By Amy Crawford
Portraits by John Abbott
When Bob Azopardi arrived for his first appointment at the Sandra and Edward Meyer Cancer Center at Weill Cornell Medicine and NewYork-Presbyterian Hospital in October 2010, he was desperately ill. It had been 10 years and many rounds of chemotherapy since he was first diagnosed with chronic lymphocytic leukemia, a type of non-Hodgkin's lymphoma. His oncologist had told him that he'd done all he could. "My doctor had gone through his whole bag of tricks," recalls Azopardi, who'd been forced to give up his X-ray repair business as his health declined. "I was told to put my house in order, because this was it."
With swollen lymph nodes the size of oranges in his neck, under his arms and pressing on his sciatic nerve, Azopardi was in constant pain and could walk only with difficulty. At the age of 60, he was preparing to say goodbye to his wife of two years — high school sweethearts, they'd rekindled a romance at their 35th reunion — when a colleague of his oncologist suggested he see Dr. Richard Furman, director of Weill Cornell Medicine's Chronic Lymphocytic Leukemia Research Center. "It took three people to get me on the table," Azopardi recalls. "Dr. Furman looked at me and said, 'You're a very sick man, but I do have a clinical trial, and if it works for you, you'll be dancing in six weeks.' I said, 'Dr. Furman, have you ever thought about seeking psychiatric care?' He said, 'Trust me.' "

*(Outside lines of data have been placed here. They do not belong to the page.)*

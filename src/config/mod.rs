//! Typed configuration.
//!
//! Loads from environment variables (`Config::from_env`) or a TOML file
//! (`Config::from_file`). Anything unset falls back to the defaults below.
//! In local dev, call `dotenvy::dotenv().ok()` before `from_env`.

use std::path::{Path, PathBuf};
use std::str::FromStr;
use std::sync::Arc;

use chrono::TimeDelta;
use serde::Deserialize;

use crate::balancer::{Balancer, Fairness};
use crate::error::{Error, Result};

/// Longest lease or retention the config accepts, one year in seconds.
pub const MAX_TTL: u64 = 365 * 24 * 60 * 60;

/// Which balancer implementation the engine uses.
#[derive(Debug, Clone, Copy, Default, PartialEq, Eq, Deserialize)]
#[serde(rename_all = "lowercase")]
pub enum BalancerKind {
    #[default]
    Fairness,
}

impl BalancerKind {
    pub fn build(self) -> Arc<dyn Balancer> {
        match self {
            BalancerKind::Fairness => Arc::new(Fairness),
        }
    }
}

impl FromStr for BalancerKind {
    type Err = Error;

    fn from_str(s: &str) -> Result<Self> {
        match s {
            "fairness" => Ok(BalancerKind::Fairness),
            _ => Err(Error::Config(format!("unknown balancer: {s:?}"))),
        }
    }
}

#[derive(Debug, Clone, Deserialize)]
#[serde(default)]
pub struct Config {
    /// Worker identity. Random when unset.
    pub worker: String,
    /// Lease duration in seconds.
    pub ttl: u64,
    /// Seconds a broadcast stays stored before expire removes it.
    pub retention: u64,
    /// Queue namespace inside the store.
    pub queue: String,
    /// SQLite database file. `None` keeps tasks in process memory.
    pub database: Option<PathBuf>,
    pub balancer: BalancerKind,
    pub otel_endpoint: Option<String>,
    pub log_level: String,
}

impl Default for Config {
    fn default() -> Self {
        Self {
            worker: random_worker(),
            ttl: 30,
            retention: 3600,
            queue: "rescue".to_string(),
            database: None,
            balancer: BalancerKind::default(),
            otel_endpoint: None,
            log_level: "info".to_string(),
        }
    }
}

impl Config {
    /// Load configuration from `RESCUE_*`, `OTEL_ENDPOINT` and `LOG_LEVEL`.
    pub fn from_env() -> Result<Self> {
        let mut config = Self::default();

        if let Some(worker) = var("RESCUE_WORKER") {
            config.worker = worker;
        }
        if let Some(ttl) = var("RESCUE_TTL") {
            config.ttl = ttl
                .parse()
                .map_err(|_| Error::Config(format!("RESCUE_TTL must be seconds, got {ttl:?}")))?;
        }
        if let Some(retention) = var("RESCUE_RETENTION") {
            config.retention = retention.parse().map_err(|_| {
                Error::Config(format!("RESCUE_RETENTION must be seconds, got {retention:?}"))
            })?;
        }
        if let Some(queue) = var("RESCUE_QUEUE") {
            config.queue = queue;
        }
        config.database = var("RESCUE_DATABASE").map(PathBuf::from);
        if let Some(balancer) = var("RESCUE_BALANCER") {
            config.balancer = balancer.parse()?;
        }
        config.otel_endpoint = var("OTEL_ENDPOINT");
        if let Some(level) = var("LOG_LEVEL") {
            config.log_level = level;
        }

        config.validate()
    }

    pub fn from_file(path: impl AsRef<Path>) -> Result<Self> {
        let raw = std::fs::read_to_string(path.as_ref())?;
        Self::from_toml(&raw)
    }

    pub fn from_toml(raw: &str) -> Result<Self> {
        let config: Self =
            toml::from_str(raw).map_err(|e| Error::Config(format!("invalid config: {e}")))?;
        config.validate()
    }

    /// Lease duration, clamped to [`MAX_TTL`].
    pub fn ttl(&self) -> TimeDelta {
        seconds(self.ttl)
    }

    /// Broadcast retention, clamped to [`MAX_TTL`].
    pub fn retention(&self) -> TimeDelta {
        seconds(self.retention)
    }

    fn validate(self) -> Result<Self> {
        if self.worker.is_empty() {
            return Err(Error::Config("worker must not be empty".into()));
        }
        if self.queue.is_empty() {
            return Err(Error::Config("queue must not be empty".into()));
        }
        if self.ttl == 0 {
            return Err(Error::Config("ttl must be at least one second".into()));
        }
        if self.ttl > MAX_TTL {
            return Err(Error::Config(format!(
                "ttl must be at most {MAX_TTL} seconds, got {}",
                self.ttl
            )));
        }
        if self.retention < self.ttl || self.retention > MAX_TTL {
            return Err(Error::Config(format!(
                "retention must lie between ttl and {MAX_TTL} seconds, got {}",
                self.retention
            )));
        }
        Ok(self)
    }
}

fn seconds(secs: u64) -> TimeDelta {
    TimeDelta::seconds(secs.min(MAX_TTL) as i64)
}

/// Short random worker name.
pub fn random_worker() -> String {
    uuid::Uuid::new_v4().simple().to_string()[..8].to_string()
}

fn var(name: &str) -> Option<String> {
    std::env::var(name).ok().filter(|v| !v.is_empty())
}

It turned out that Dr. Furman's promise was nearly correct: a little more than four weeks after starting on a new, once-daily pill called ibrutinib, Azopardi walked unassisted for the first time in nearly two years. The 2010 trial he participated in was just one of dozens that have taken place at Weill Cornell Medicine's Center for Lymphoma and Myeloma over the past two decades. Still thriving more than four years later, Azopardi is just one of countless patients whose lives have been saved.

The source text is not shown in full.